**DIRECTIONS**
Hand back all of the records exactly as they read.

SUPPLIED MATERIAL Start Marker

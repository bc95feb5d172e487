use super::{UNSCHEDULED_TIME, field, fill_template, option_blocks};
use crate::client::{ChatBackend, GenerationOptions, LlmClient, LlmConfig, generate};
use crate::error::GenerationError;
use chrono::NaiveDate;
use regex::Regex;
use serde::{Deserialize, Serialize};
use std::sync::OnceLock;
use tracing::info;
use tripweave_core::{ActivityDetails, ItemDetails, ItineraryItem};

pub const DEFAULT_ACTIVITY_PRICE: &str = "$150";
const UNKNOWN_PRICE: &str = "Price not available";
const MAX_SUGGESTIONS: usize = 3;

fn numbering() -> &'static Regex {
    static RE: OnceLock<Regex> = OnceLock::new();
    RE.get_or_init(|| Regex::new(r"^\d+\.\s*").unwrap())
}

#[derive(Debug, Clone, PartialEq, Eq, Serialize, Deserialize)]
pub struct ActivityOption {
    pub id: String,
    pub name: String,
    pub description: String,
    pub price: String,
    pub duration: String,
    pub location: String,
    pub category: String,
}

impl ActivityOption {
    fn from_block(index: usize, lines: &[String]) -> Self {
        Self {
            id: format!("activity-{index}"),
            name: field(lines, 0, "Unknown Activity"),
            description: field(lines, 1, "No description available"),
            price: field(lines, 2, UNKNOWN_PRICE),
            duration: field(lines, 3, "Duration not specified"),
            location: field(lines, 4, "Location not specified"),
            category: field(lines, 5, "Uncategorized"),
        }
    }

    /// Unpinned activity item, optionally dated.
    pub fn into_item(self, date: Option<NaiveDate>) -> ItineraryItem {
        let price = if self.price == UNKNOWN_PRICE {
            DEFAULT_ACTIVITY_PRICE.to_string()
        } else {
            self.price
        };
        ItineraryItem::new(
            self.name,
            UNSCHEDULED_TIME,
            ItemDetails::Activity(ActivityDetails {
                date: date.map(|d| d.format("%Y-%m-%d").to_string()),
                price: Some(price),
            }),
        )
        .with_description(self.description)
    }
}

/// Short free-form idea from [`suggest_activities`].
#[derive(Debug, Clone, PartialEq, Eq, Serialize, Deserialize)]
pub struct ActivitySuggestion {
    pub name: String,
    pub description: String,
}

pub(crate) fn activity_prompt(request: &str, location: &str) -> String {
    fill_template(
        include_str!("../../prompts/activities.md"),
        &[("location", location), ("request", request)],
    )
}

pub(crate) fn parse_activities(raw: &str) -> Vec<ActivityOption> {
    option_blocks(raw)
        .iter()
        .enumerate()
        .map(|(i, lines)| ActivityOption::from_block(i, lines))
        .collect()
}

pub(crate) fn parse_suggestions(raw: &str) -> Vec<ActivitySuggestion> {
    option_blocks(raw)
        .into_iter()
        .filter_map(|lines| {
            let (name, rest) = lines.split_first()?;
            let name = numbering().replace(name, "").trim().to_string();
            if name.is_empty() {
                return None;
            }
            Some(ActivitySuggestion {
                name,
                description: rest.join("\n"),
            })
        })
        .take(MAX_SUGGESTIONS)
        .collect()
}

pub async fn search_activities(
    request: &str,
    location: &str,
    config: LlmConfig,
) -> Result<Vec<ActivityOption>, GenerationError> {
    let client = LlmClient::new(config);
    search_activities_with_backend(&client, request, location, &GenerationOptions::search()).await
}

pub async fn search_activities_with_backend(
    backend: &impl ChatBackend,
    request: &str,
    location: &str,
    options: &GenerationOptions,
) -> Result<Vec<ActivityOption>, GenerationError> {
    info!("Searching activities in {} for '{}'", location, request);
    let instruction = activity_prompt(request, location);
    let raw = generate(backend, &instruction, request, options).await?;
    let activities = parse_activities(&raw);
    info!("Found {} activity options", activities.len());
    Ok(activities)
}

/// Up to three quick ideas for a free-form request.
pub async fn suggest_activities(
    request: &str,
    config: LlmConfig,
) -> Result<Vec<ActivitySuggestion>, GenerationError> {
    let client = LlmClient::new(config);
    suggest_activities_with_backend(&client, request, &GenerationOptions::search()).await
}

pub async fn suggest_activities_with_backend(
    backend: &impl ChatBackend,
    request: &str,
    options: &GenerationOptions,
) -> Result<Vec<ActivitySuggestion>, GenerationError> {
    let instruction = include_str!("../../prompts/suggestions.md");
    let raw = generate(backend, instruction, request, options).await?;
    Ok(parse_suggestions(&raw))
}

SUPPLIED MATERIAL End Marker

**RESULT OF THE TASK**
repository bc95feb5d172e487
use super::{UNSCHEDULED_TIME, field, fill_template, option_blocks};
use crate::client::{ChatBackend, GenerationOptions, LlmClient, LlmConfig, generate};
use crate::error::GenerationError;
use chrono::NaiveDate;
use regex::Regex;
use serde::{Deserialize, Serialize};
use std::sync::OnceLock;
use tracing::info;
use tripweave_core::{ActivityDetails, ItemDetails, ItineraryItem};

pub const DEFAULT_ACTIVITY_PRICE: &str = "$150";
const UNKNOWN_PRICE: &str = "Price not available";
const MAX_SUGGESTIONS: usize = 3;

fn numbering() -> &'static Regex {
    static RE: OnceLock<Regex> = OnceLock::new();
    RE.get_or_init(|| Regex::new(r"^\d+\.\s*").unwrap())
}

#[derive(Debug, Clone, PartialEq, Eq, Serialize, Deserialize)]
pub struct ActivityOption {
    pub id: String,
    pub name: String,
    pub description: String,
    pub price: String,
    pub duration: String,
    pub location: String,
    pub category: String,
}

impl ActivityOption {
    fn from_block(index: usize, lines: &[String]) -> Self {
        Self {
            id: format!("activity-{index}"),
            name: field(lines, 0, "Unknown Activity"),
            description: field(lines, 1, "No description available"),
            price: field(lines, 2, UNKNOWN_PRICE),
            duration: field(lines, 3, "Duration not specified"),
            location: field(lines, 4, "Location not specified"),
            category: field(lines, 5, "Uncategorized"),
        }
    }

    /// Unpinned activity item, optionally dated.
    pub fn into_item(self, date: Option<NaiveDate>) -> ItineraryItem {
        let price = if self.price == UNKNOWN_PRICE {
            DEFAULT_ACTIVITY_PRICE.to_string()
        } else {
            self.price
        };
        ItineraryItem::new(
            self.name,
            UNSCHEDULED_TIME,
            ItemDetails::Activity(ActivityDetails {
                date: date.map(|d| d.format("%Y-%m-%d").to_string()),
                price: Some(price),
            }),
        )
        .with_description(self.description)
    }
}

/// Short free-form idea from [`suggest_activities`].
#[derive(Debug, Clone, PartialEq, Eq, Serialize, Deserialize)]
pub struct ActivitySuggestion {
    pub name: String,
    pub description: String,
}

pub(crate) fn activity_prompt(request: &str, location: &str) -> String {
    fill_template(
        include_str!("../../prompts/activities.md"),
        &[("location", location), ("request", request)],
    )
}

pub(crate) fn parse_activities(raw: &str) -> Vec<ActivityOption> {
    option_blocks(raw)
        .iter()
        .enumerate()
        .map(|(i, lines)| ActivityOption::from_block(i, lines))
        .collect()
}

pub(crate) fn parse_suggestions(raw: &str) -> Vec<ActivitySuggestion> {
    option_blocks(raw)
        .into_iter()
        .filter_map(|lines| {
            let (name, rest) = lines.split_first()?;
            let name = numbering().replace(name, "").trim().to_string();
            if name.is_empty() {
                return None;
            }
            Some(ActivitySuggestion {
                name,
                description: rest.join("\n"),
            })
        })
        .take(MAX_SUGGESTIONS)
        .collect()
}

pub async fn search_activities(
    request: &str,
    location: &str,
    config: LlmConfig,
) -> Result<Vec<ActivityOption>, GenerationError> {
    let client = LlmClient::new(config);
    search_activities_with_backend(&client, request, location, &GenerationOptions::search()).await
}

pub async fn search_activities_with_backend(
    backend: &impl ChatBackend,
    request: &str,
    location: &str,
    options: &GenerationOptions,
) -> Result<Vec<ActivityOption>, GenerationError> {
    info!("Searching activities in {} for '{}'", location, request);
    let instruction = activity_prompt(request, location);
    let raw = generate(backend, &instruction, request, options).await?;
    let activities = parse_activities(&raw);
    info!("Found {} activity options", activities.len());
    Ok(activities)
}

/// Up to three quick ideas for a free-form request.
pub async fn suggest_activities(
    request: &str,
    config: LlmConfig,
) -> Result<Vec<ActivitySuggestion>, GenerationError> {
    let client = LlmClient::new(config);
    suggest_activities_with_backend(&client, request, &GenerationOptions::search()).await
}

pub async fn suggest_activities_with_backend(
    backend: &impl ChatBackend,
    request: &str,
    options: &GenerationOptions,
) -> Result<Vec<ActivitySuggestion>, GenerationError> {
    let instruction = include_str!("../../prompts/suggestions.md");
    let raw = generate(backend, instruction, request, options).await?;
    Ok(parse_suggestions(&raw))
}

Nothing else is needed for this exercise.